**TASK STATEMENT:** Report each line of the data below in which "commands" appears.

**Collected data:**
|---|

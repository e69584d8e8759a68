//! Operator CLI for the MoneyPrinterTurbo container stack.
//!
//! Replaces the hand-run deploy ritual: pre-flight checks, env file
//! bootstrap, credential validation, image build, detached startup, status
//! verification, an in-container credential spot-check, and the access URL
//! report.

pub mod cli;
pub mod commands;
pub mod console;

pub use cli::{Args, Cmd};

use std::process::ExitCode;

use tracing::debug;
use tracing_subscriber::layer::SubscriberExt;
use tracing_subscriber::util::SubscriberInitExt;
use tracing_subscriber::EnvFilter;

/// Initialize tracing and dispatch the selected command.
pub async fn run(args: Args) -> anyhow::Result<ExitCode> {
    dotenvy::dotenv().ok();
    init_tracing(&args);
    debug!(command = ?args.command, "dispatching");

    let ctx = commands::Context::from_args(&args)?;
    match &args.command {
        Cmd::Deploy { wait_secs, no_build } => {
            commands::deploy::run(&ctx, *wait_secs, *no_build).await
        }
        Cmd::Check => commands::check::run(&ctx).await,
        Cmd::Status => commands::status::run(&ctx).await,
        Cmd::Logs { service, tail } => {
            commands::logs::run(&ctx, service.as_deref(), *tail).await
        }
        Cmd::Down => commands::down::run(&ctx).await,
    }
}

/// Diagnostics go to stderr so the console report on stdout stays clean.
/// `RUST_LOG` wins over the `-d`/`-v` flags; `LOG_FORMAT=json` switches to
/// structured output.
fn init_tracing(args: &Args) {
    let default_level = if args.verbose {
        "trace"
    } else if args.debug {
        "debug"
    } else {
        "warn"
    };
    let env_filter = EnvFilter::try_from_default_env()
        .unwrap_or_else(|_| EnvFilter::new(default_level));

    let use_json = std::env::var("LOG_FORMAT")
        .map(|v| v.eq_ignore_ascii_case("json"))
        .unwrap_or(false);

    if use_json {
        tracing_subscriber::registry()
            .with(env_filter)
            .with(
                tracing_subscriber::fmt::layer()
                    .json()
                    .with_writer(std::io::stderr),
            )
            .init();
    } else {
        tracing_subscriber::registry()
            .with(env_filter)
            .with(
                tracing_subscriber::fmt::layer()
                    .with_target(true)
                    .with_ansi(!args.no_color)
                    .with_writer(std::io::stderr),
            )
            .init();
    }
}
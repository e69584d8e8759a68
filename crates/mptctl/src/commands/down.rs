//! `down`: stop and remove the stack.

use std::process::ExitCode;

use super::Context;

pub async fn run(ctx: &Context) -> anyhow::Result<ExitCode> {
    let (_, driver) = ctx.driver().await?;
    ctx.console.step("stopping the stack");
    driver.down().await?;
    ctx.console.ok("stack removed");
    Ok(ExitCode::SUCCESS)
}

|---|

**EXERCISE ANSWER:**
pub mod commands;
    let ctx = commands::Context::from_args(&args)?;
            commands::deploy::run(&ctx, *wait_secs, *no_build).await
        Cmd::Check => commands::check::run(&ctx).await,
        Cmd::Status => commands::status::run(&ctx).await,
            commands::logs::run(&ctx, service.as_deref(), *tail).await
        Cmd::Down => commands::down::run(&ctx).await,
filename crates/mptctl/src/commands/down.rs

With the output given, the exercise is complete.